Jadilah Pemilih Rasional

Jadilah Pemilih Rasional
Pemilih Rasional (Sumber: Media Sosial dari freepik.com)

Pemilihan umum akan segera dilaksanakan tanggal 14 Februari 2024 diseluruh wilayah daerah di Indonesia (PILPRES & PILEG). Pemilu kali ini merupakan momentum penting untuk peningkatan kualitas demokrasi dan berintegritas untuk mewujudkan Pemilu yang berkualitas dibutuhkan pemilih yang aktif dan cerdas.

Partisipasi pemilih yang menggunakan hak pilih merupakan salah satu parameter keberhasilan Pemilu. Tingkat partisipasi pemilih yang tinggi bukan hanya merupakan ajang menjalankan kedaulatan rakyat untuk memperkuat hasil pemilu parlemen yang sah, namun juga merupakan penanda kepedulian warga negara yang demokratis.

Berbagai macam persoalan yang terjadi di 2 daerah pada umumnya ini merupakan persoalan klasik yang terjadi dari waktu ke waktu seperti kemiskinan, pengangguran, ketersediaan lapangan pekerjaan, korupsi, infrastruktur, pengeloaan SDM, kesenjangan sosial dan sejumlah masalah lainnya.

Bacaan Lainnya
DONASI

Hal tersebut selalu menjadi persoalan yang terus ada dan selalu melekat setiap periode kekuasaan, dan untuk menyelesaikan beragam persoalan tersebut membutuhkan pemimpin dan legislator yang memiliki kemampuan kreativitas yang tinggi dan berpihak pada rakyat agar mampu mencari solusi dari berbagai persoalan yang dihadapi oleh masyarakat.

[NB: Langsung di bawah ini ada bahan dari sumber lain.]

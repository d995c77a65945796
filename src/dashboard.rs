//! Dependency-ordered reads: identity, then profile, then scope, then the
//! collections that scope allows.

use crate::error::AppError;
use crate::profile::{self, Actor, AdminPolicy};
use crate::scope::Scope;
use crate::sql::Db;
use crate::types::{Pharmacy, Profile, Shift, Uid};

#[derive(Debug, Clone)]
pub struct Dashboard {
	pub actor: Actor,
	pub pharmacies: Vec<Pharmacy>,
	pub shifts: Vec<Shift>,
	pub profiles: Vec<Profile>,
}

impl Dashboard {
	pub async fn load(db: &Db, policy: &AdminPolicy, uid: Uid) -> Result<Self, AppError> {
		let actor = profile::resolve(db, policy, uid).await?;
		let scope = Scope::of(&actor);
		let pharmacies = scope.pharmacies(db).await?;
		let shifts = scope.shifts(db).await?;
		let profiles = scope.profiles(db).await?;
		Ok(Dashboard { actor, pharmacies, shifts, profiles })
	}

	pub fn profile_name(&self, uid: Uid) -> Option<&str> {
		self.profiles.iter().find(|p| p.account_id == uid).map(|p| p.name.as_str())
	}

	/// Shifts the actor holds, soonest first.
	pub fn bookings(&self) -> impl Iterator<Item = &Shift> {
		let uid = self.actor.uid();
		self.shifts.iter().filter(move |s| s.status.is_held_by(uid))
	}
}

/// Read-only calendar of one owner, for visitors without an account.
#[derive(Debug, Clone)]
pub struct PublicCalendar {
	pub owner: Option<Profile>,
	pub pharmacies: Vec<Pharmacy>,
	pub shifts: Vec<Shift>,
}

impl PublicCalendar {
	pub async fn load(db: &Db, owner: Uid) -> Result<Self, sqlx::Error> {
		let scope = Scope::public(owner);
		let owner = scope.profiles(db).await?.into_iter().next();
		let pharmacies = scope.pharmacies(db).await?;
		let shifts = scope.shifts(db).await?;
		Ok(PublicCalendar { owner, pharmacies, shifts })
	}
}

#[cfg(test)]
mod tests {
	use super::*;
	use crate::gateway::{self, NewPharmacy, NewShift};
	use crate::testing;
	use crate::types::{Role, ShiftRole};
	use chrono::{NaiveDate, NaiveTime};

	#[tokio::test]
	async fn pipeline_follows_role() {
		let db = testing::db().await;
		let p = testing::actor(&db, "p@pharma.test", Role::Pharmacy).await;
		let u = testing::actor(&db, "u@pharma.test", Role::Substitute).await;
		testing::actor(&db, "a@pharma.test", Role::Admin).await;

		let pid = gateway::create_pharmacy(
			&db,
			&p,
			NewPharmacy { name: "City Central".into(), address: "123 Main St, Downtown".into(), email: None },
		)
		.await
		.unwrap();
		let sid = gateway::create_shift(
			&db,
			&p,
			NewShift {
				pharmacy_id: pid,
				date: NaiveDate::from_ymd_opt(2024, 6, 1).unwrap(),
				start: NaiveTime::from_hms_opt(9, 0, 0).unwrap(),
				end: NaiveTime::from_hms_opt(17, 0, 0).unwrap(),
				pay_rate: 55,
				role: ShiftRole::Pharmacist,
			},
		)
		.await
		.unwrap();
		gateway::book_shift(&db, &u, sid).await.unwrap();

		let policy = AdminPolicy::default();
		let sub = Dashboard::load(&db, &policy, u.uid()).await.unwrap();
		assert_eq!(sub.bookings().count(), 1);
		assert_eq!(sub.profiles.len(), 1);

		let pharmacy = Dashboard::load(&db, &policy, p.uid()).await.unwrap();
		assert_eq!(pharmacy.pharmacies.len(), 1);
		assert_eq!(pharmacy.bookings().count(), 0);

		let admin_uid = sqlx::query_scalar::<_, i64>("SELECT id FROM accounts WHERE email = 'a@pharma.test';")
			.fetch_one(&db)
			.await
			.unwrap();
		let admin = Dashboard::load(&db, &policy, admin_uid).await.unwrap();
		assert_eq!(admin.profiles.len(), 3);
		assert_eq!(admin.profile_name(u.uid()), Some(u.name()));
	}

	#[tokio::test]
	async fn missing_account_fails_to_load() {
		let db = testing::db().await;
		let err = Dashboard::load(&db, &AdminPolicy::default(), 41).await.unwrap_err();
		assert!(matches!(err, AppError::Resolve(_)));
	}

	#[tokio::test]
	async fn public_calendar_of_unknown_owner_is_empty() {
		let db = testing::db().await;
		let cal = PublicCalendar::load(&db, 77).await.unwrap();
		assert!(cal.owner.is_none());
		assert!(cal.shifts.is_empty());
	}
}
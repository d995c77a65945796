use sqlx::sqlite::{SqliteConnectOptions, SqlitePoolOptions};
use sqlx::{Executor, Pool, Sqlite};
use std::str::FromStr;
use std::time::Duration;

pub type Db = Pool<Sqlite>;

/*
DROP TABLE IF EXISTS shifts;
DROP TABLE IF EXISTS pharmacies;
DROP TABLE IF EXISTS profiles;
DROP TABLE IF EXISTS sessions;
DROP TABLE IF EXISTS accounts;
*/

pub const TABLE_SCHEMA: &str = r#"

CREATE TABLE IF NOT EXISTS accounts (
	id INTEGER NOT NULL PRIMARY KEY AUTOINCREMENT,
	email TEXT NOT NULL UNIQUE,
	pass TEXT NOT NULL
);

CREATE TABLE IF NOT EXISTS sessions (
	token TEXT NOT NULL PRIMARY KEY,
	account_id INTEGER NOT NULL,
	expires_at TEXT NOT NULL,
	FOREIGN KEY(account_id) REFERENCES accounts(id) ON DELETE CASCADE
);

CREATE TABLE IF NOT EXISTS profiles (
	account_id INTEGER NOT NULL PRIMARY KEY,
	name TEXT NOT NULL,
	email TEXT NOT NULL,
	role TEXT NOT NULL CHECK(role IN ('pharmacy', 'substitute', 'admin')),
	FOREIGN KEY(account_id) REFERENCES accounts(id)
);

CREATE TABLE IF NOT EXISTS pharmacies (
	id INTEGER NOT NULL PRIMARY KEY AUTOINCREMENT,
	owner_id INTEGER NOT NULL,
	name TEXT NOT NULL,
	address TEXT NOT NULL,
	email TEXT DEFAULT NULL,
	FOREIGN KEY(owner_id) REFERENCES accounts(id)
);

-- pharmacy_id carries no foreign key: the orphan deletion policy keeps shifts
-- whose pharmacy is gone
CREATE TABLE IF NOT EXISTS shifts (
	id INTEGER NOT NULL PRIMARY KEY AUTOINCREMENT,
	pharmacy_id INTEGER NOT NULL,
	owner_id INTEGER NOT NULL,
	date DATE NOT NULL,
	start_time TEXT NOT NULL,
	end_time TEXT NOT NULL,
	pay_rate INTEGER NOT NULL CHECK(pay_rate > 0),
	role TEXT NOT NULL CHECK(role IN ('pharmacist', 'assistant')),
	status TEXT NOT NULL DEFAULT 'available' CHECK(status IN ('available', 'booked')),
	booked_by INTEGER DEFAULT NULL,
	CHECK((status == 'booked') == (booked_by IS NOT NULL)),
	FOREIGN KEY(owner_id) REFERENCES accounts(id),
	FOREIGN KEY(booked_by) REFERENCES accounts(id)
);

CREATE INDEX IF NOT EXISTS shifts_by_owner ON shifts(owner_id);
CREATE INDEX IF NOT EXISTS shifts_by_holder ON shifts(booked_by);
CREATE INDEX IF NOT EXISTS shifts_by_pharmacy ON shifts(pharmacy_id);
CREATE INDEX IF NOT EXISTS pharmacies_by_owner ON pharmacies(owner_id);

"#;

pub async fn connect(url: &str, max_connections: u32) -> Result<Db, sqlx::Error> {
	let options = SqliteConnectOptions::from_str(url)?
		.create_if_missing(true)
		.foreign_keys(true);

	SqlitePoolOptions::new()
		.max_connections(max_connections)
		.acquire_timeout(Duration::from_secs(3))
		.connect_with(options)
		.await
}

pub async fn schema(db: &Db) -> Result<(), sqlx::Error> {
	db.execute(TABLE_SCHEMA).await?;
	Ok(())
}

/*

[pharmacy] create shift
INSERT INTO shifts
	(pharmacy_id, owner_id, date, start_time, end_time, pay_rate, role)
VALUES
	(?, ?, ?, ?, ?, ?, ?);

[substitute] book shift -- loses cleanly against a concurrent booker
UPDATE shifts SET
	status = 'booked', booked_by = ?
WHERE
	id = ? AND status = 'available';

[holder|admin] cancel booking
UPDATE shifts SET
	status = 'available', booked_by = NULL
WHERE
	id = ? AND status = 'booked' AND booked_by = ?;

*/
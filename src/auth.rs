use crate::config::MAX_SESSION_TTL_HOURS;
use crate::profile::{self, normalize_email, AdminPolicy};
use crate::sql::Db;
use crate::types::{Account, FormLogin, FormRegister, Uid};
use argon2::{
	password_hash::{rand_core::OsRng, PasswordHasher, SaltString},
	Argon2, PasswordHash, PasswordVerifier,
};
use chrono::{DateTime, Utc};
use thiserror::Error;
use tracing::{debug, info};
use uuid::Uuid;

pub const SESSION_COOKIE: &str = "pharmasub_session";

#[derive(Debug, Error)]
pub enum AuthError {
	#[error("invalid email or password")]
	InvalidCredentials,
	#[error("an account for {0} already exists")]
	EmailTaken(String),
	#[error("{0}")]
	Invalid(String),
	#[error("password hashing failed: {0}")]
	Hash(String),
	#[error("database error: {0}")]
	Db(#[from] sqlx::Error),
}

pub fn hash_password(pass: &str) -> Result<String, AuthError> {
	let salt = SaltString::generate(&mut OsRng);
	Argon2::default()
		.hash_password(pass.as_bytes(), &salt)
		.map(|hash| hash.to_string())
		.map_err(|e| AuthError::Hash(e.to_string()))
}

pub fn verify_password(pass: &str, hashed: &str) -> Result<bool, AuthError> {
	let parsed = PasswordHash::new(hashed).map_err(|e| AuthError::Hash(e.to_string()))?;
	match Argon2::default().verify_password(pass.as_bytes(), &parsed) {
		Ok(()) => Ok(true),
		Err(argon2::password_hash::Error::Password) => Ok(false),
		Err(e) => Err(AuthError::Hash(e.to_string())),
	}
}

fn check_registration(form: &FormRegister) -> Result<(), AuthError> {
	if form.name.trim().chars().count() < 2 {
		return Err(AuthError::Invalid("name must be at least 2 characters".into()));
	}
	let email = form.email.trim();
	match email.split_once('@') {
		Some((local, domain)) if !local.is_empty() && domain.contains('.') => {}
		_ => return Err(AuthError::Invalid(format!("{email:?} is not a valid email address"))),
	}
	if form.pass.chars().count() < 6 {
		return Err(AuthError::Invalid("password must be at least 6 characters".into()));
	}
	if form.pass != form.confirm {
		return Err(AuthError::Invalid("passwords don't match".into()));
	}
	Ok(())
}

/// Creates the account and its profile together.
pub async fn register(db: &Db, policy: &AdminPolicy, form: FormRegister) -> Result<Uid, AuthError> {
	check_registration(&form)?;
	let email = normalize_email(&form.email);
	let pass = hash_password(&form.pass)?;

	let mut tx = db.begin().await?;
	let taken: Option<Uid> = sqlx::query_scalar("SELECT id FROM accounts WHERE email = ?;")
		.bind(&email)
		.fetch_optional(&mut *tx)
		.await?;
	if taken.is_some() {
		return Err(AuthError::EmailTaken(email));
	}
	let uid = insert_account(&mut *tx, &email, &pass).await?;
	let role = policy.initial_role(&email, form.role);
	profile::provision(&mut *tx, uid, form.name.trim(), &email, role).await?;
	tx.commit().await?;

	info!(uid, %role, "account registered");
	Ok(uid)
}

/// A concurrent sign-up can pass the lookup in `register` and still lose on
/// the `UNIQUE` email column; that loss is reported as a taken email.
async fn insert_account<'e, E>(db: E, email: &str, pass: &str) -> Result<Uid, AuthError>
where
	E: sqlx::Executor<'e, Database = sqlx::Sqlite>,
{
	match sqlx::query("INSERT INTO accounts (email, pass) VALUES (?, ?);")
		.bind(email)
		.bind(pass)
		.execute(db)
		.await
	{
		Ok(done) => Ok(done.last_insert_rowid()),
		Err(sqlx::Error::Database(e)) if e.is_unique_violation() => Err(AuthError::EmailTaken(email.to_string())),
		Err(e) => Err(e.into()),
	}
}

pub async fn login(db: &Db, form: &FormLogin) -> Result<Uid, AuthError> {
	let account = sqlx::query_as::<_, Account>("SELECT id, email, pass FROM accounts WHERE email = ?;")
		.bind(normalize_email(&form.email))
		.fetch_optional(db)
		.await?
		.ok_or(AuthError::InvalidCredentials)?;
	if !verify_password(&form.pass, &account.pass)? {
		return Err(AuthError::InvalidCredentials);
	}
	info!(uid = account.id, "signed in");
	Ok(account.id)
}

/// Opens a session and sweeps out every expired one.
pub async fn open_session(db: &Db, uid: Uid, ttl: chrono::Duration) -> Result<String, sqlx::Error> {
	let now = Utc::now();
	let swept = sqlx::query("DELETE FROM sessions WHERE expires_at <= ?;")
		.bind(now)
		.execute(db)
		.await?
		.rows_affected();
	if swept > 0 {
		debug!(swept, "expired sessions removed");
	}

	let token = Uuid::new_v4().simple().to_string();
	let cap = chrono::Duration::hours(MAX_SESSION_TTL_HOURS);
	let expires_at = now + ttl.clamp(-cap, cap);
	sqlx::query("INSERT INTO sessions (token, account_id, expires_at) VALUES (?, ?, ?);")
		.bind(&token)
		.bind(uid)
		.bind(expires_at)
		.execute(db)
		.await?;
	Ok(token)
}

/// The identity behind a session token, if the session is live.
/// Expired sessions are removed on sight.
pub async fn session_identity(db: &Db, token: &str) -> Result<Option<Uid>, sqlx::Error> {
	let row: Option<(Uid, DateTime<Utc>)> = sqlx::query_as("SELECT account_id, expires_at FROM sessions WHERE token = ?;")
		.bind(token)
		.fetch_optional(db)
		.await?;
	match row {
		Some((uid, expires_at)) if expires_at > Utc::now() => Ok(Some(uid)),
		Some(_) => {
			close_session(db, token).await?;
			Ok(None)
		}
		None => Ok(None),
	}
}

pub async fn close_session(db: &Db, token: &str) -> Result<(), sqlx::Error> {
	sqlx::query("DELETE FROM sessions WHERE token = ?;").bind(token).execute(db).await?;
	Ok(())
}

#[cfg(test)]
mod tests {
	use super::*;
	use crate::types::Role;

	fn form(email: &str, role: Role) -> FormRegister {
		FormRegister {
			name: "Alice Substitute".into(),
			email: email.into(),
			pass: "hunter22".into(),
			confirm: "hunter22".into(),
			role,
		}
	}

	#[test]
	fn password_round_trip() {
		let hashed = hash_password("correct horse").unwrap();
		assert!(hashed.starts_with("$argon2"));
		assert!(verify_password("correct horse", &hashed).unwrap());
		assert!(!verify_password("battery staple", &hashed).unwrap());
		assert!(matches!(verify_password("x", "not a hash"), Err(AuthError::Hash(_))));
	}

	#[test]
	fn registration_rules() {
		assert!(check_registration(&form("alice@example.com", Role::Substitute)).is_ok());
		assert!(check_registration(&form("alice", Role::Substitute)).is_err());
		assert!(check_registration(&form("@example.com", Role::Substitute)).is_err());

		let mut short = form("alice@example.com", Role::Substitute);
		short.pass = "abc".into();
		short.confirm = "abc".into();
		assert!(matches!(check_registration(&short), Err(AuthError::Invalid(_))));

		let mut mismatch = form("alice@example.com", Role::Substitute);
		mismatch.confirm = "hunter23".into();
		assert!(matches!(check_registration(&mismatch), Err(AuthError::Invalid(_))));
	}

	#[tokio::test]
	async fn register_then_login() {
		let db = crate::testing::db().await;
		let policy = AdminPolicy::default();
		let uid = register(&db, &policy, form("Alice@Example.com", Role::Pharmacy)).await.unwrap();

		let stored = profile::find(&db, uid).await.unwrap().unwrap();
		assert_eq!(stored.email, "alice@example.com");
		assert_eq!(stored.role, Role::Pharmacy);

		let ok = login(&db, &FormLogin { email: " alice@example.COM".into(), pass: "hunter22".into() }).await.unwrap();
		assert_eq!(ok, uid);
		let bad = login(&db, &FormLogin { email: "alice@example.com".into(), pass: "hunter23".into() }).await;
		assert!(matches!(bad, Err(AuthError::InvalidCredentials)));
		let nobody = login(&db, &FormLogin { email: "bob@example.com".into(), pass: "hunter22".into() }).await;
		assert!(matches!(nobody, Err(AuthError::InvalidCredentials)));
	}

	#[tokio::test]
	async fn duplicate_email_rejected() {
		let db = crate::testing::db().await;
		let policy = AdminPolicy::default();
		register(&db, &policy, form("alice@example.com", Role::Substitute)).await.unwrap();
		let err = register(&db, &policy, form("ALICE@example.com", Role::Pharmacy)).await.unwrap_err();
		assert!(matches!(err, AuthError::EmailTaken(_)));
	}

	#[tokio::test]
	async fn admin_role_only_through_policy() {
		let db = crate::testing::db().await;
		let policy = AdminPolicy::new(["boss@example.com"]);
		let sneaky = register(&db, &policy, form("sneaky@example.com", Role::Admin)).await.unwrap();
		assert_eq!(profile::find(&db, sneaky).await.unwrap().unwrap().role, Role::Substitute);
		let boss = register(&db, &policy, form("boss@example.com", Role::Substitute)).await.unwrap();
		assert_eq!(profile::find(&db, boss).await.unwrap().unwrap().role, Role::Admin);
	}

	#[tokio::test]
	async fn unique_email_loss_reads_as_taken() {
		let db = crate::testing::db().await;
		insert_account(&db, "twice@example.com", "x").await.unwrap();
		let err = insert_account(&db, "twice@example.com", "y").await.unwrap_err();
		assert!(matches!(err, AuthError::EmailTaken(ref e) if e == "twice@example.com"));
	}

	#[tokio::test]
	async fn opening_a_session_sweeps_expired_ones() {
		let db = crate::testing::db().await;
		let uid = crate::testing::account(&db, "u@pharma.test", Role::Substitute).await;
		open_session(&db, uid, chrono::Duration::seconds(-1)).await.unwrap();
		open_session(&db, uid, chrono::Duration::seconds(-1)).await.unwrap();
		let live = open_session(&db, uid, chrono::Duration::hours(1)).await.unwrap();

		let tokens: Vec<String> = sqlx::query_scalar("SELECT token FROM sessions;").fetch_all(&db).await.unwrap();
		assert_eq!(tokens, vec![live]);
	}

	#[tokio::test]
	async fn huge_ttl_is_capped() {
		let db = crate::testing::db().await;
		let uid = crate::testing::account(&db, "u@pharma.test", Role::Substitute).await;
		let token = open_session(&db, uid, chrono::Duration::weeks(52 * 1000)).await.unwrap();
		assert_eq!(session_identity(&db, &token).await.unwrap(), Some(uid));

		let expires_at: DateTime<Utc> = sqlx::query_scalar("SELECT expires_at FROM sessions WHERE token = ?;")
			.bind(&token)
			.fetch_one(&db)
			.await
			.unwrap();
		assert!(expires_at <= Utc::now() + chrono::Duration::hours(MAX_SESSION_TTL_HOURS));
	}

	#[tokio::test]
	async fn sessions_expire() {
		let db = crate::testing::db().await;
		let uid = crate::testing::account(&db, "u@pharma.test", Role::Substitute).await;

		let live = open_session(&db, uid, chrono::Duration::hours(1)).await.unwrap();
		assert_eq!(session_identity(&db, &live).await.unwrap(), Some(uid));

		let stale = open_session(&db, uid, chrono::Duration::seconds(-1)).await.unwrap();
		assert_eq!(session_identity(&db, &stale).await.unwrap(), None);
		let left: i64 = sqlx::query_scalar("SELECT COUNT(*) FROM sessions WHERE token = ?;")
			.bind(&stale)
			.fetch_one(&db)
			.await
			.unwrap();
		assert_eq!(left, 0);

		close_session(&db, &live).await.unwrap();
		assert_eq!(session_identity(&db, &live).await.unwrap(), None);
		assert_eq!(session_identity(&db, "made-up").await.unwrap(), None);
	}
}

Janji-janji manis para calon untuk mengibuli rakyat kerap terjadi saat proses Pemilu berlangsung. Rakyat dijadikan alat untuk mendapatkan kekuasaan, akibatnya rakyat menjadi muak dan bosan sehingga semakin menurunnya tingkat apatisme dan rasa percaya terhadap para calon yang bertarung.

Untuk itu menjadi pemilih cerdas dengan mengunakan pendekatan rasionalitas dalam Pemilu menjadi suatu keharusan sebab pemilih memiliki posisi strategis dalam menentukan calon presiden dan calon legistor yang mewakili suara konstituen 5 tahun kedepan.

5 menit dibilik kotak suara sangat menentukan nasib ratusan ribu hingga jutaan rakyat di daerah dan seluruh Indonesia. Namun tanpa pungkiri latar belakang sosial-kultur masyarakat Indonesia berbasis pada ikatan sosial kekerabatan, kekeluarga, pertemanan, kedaerahan, kesukuan dan sebagainya.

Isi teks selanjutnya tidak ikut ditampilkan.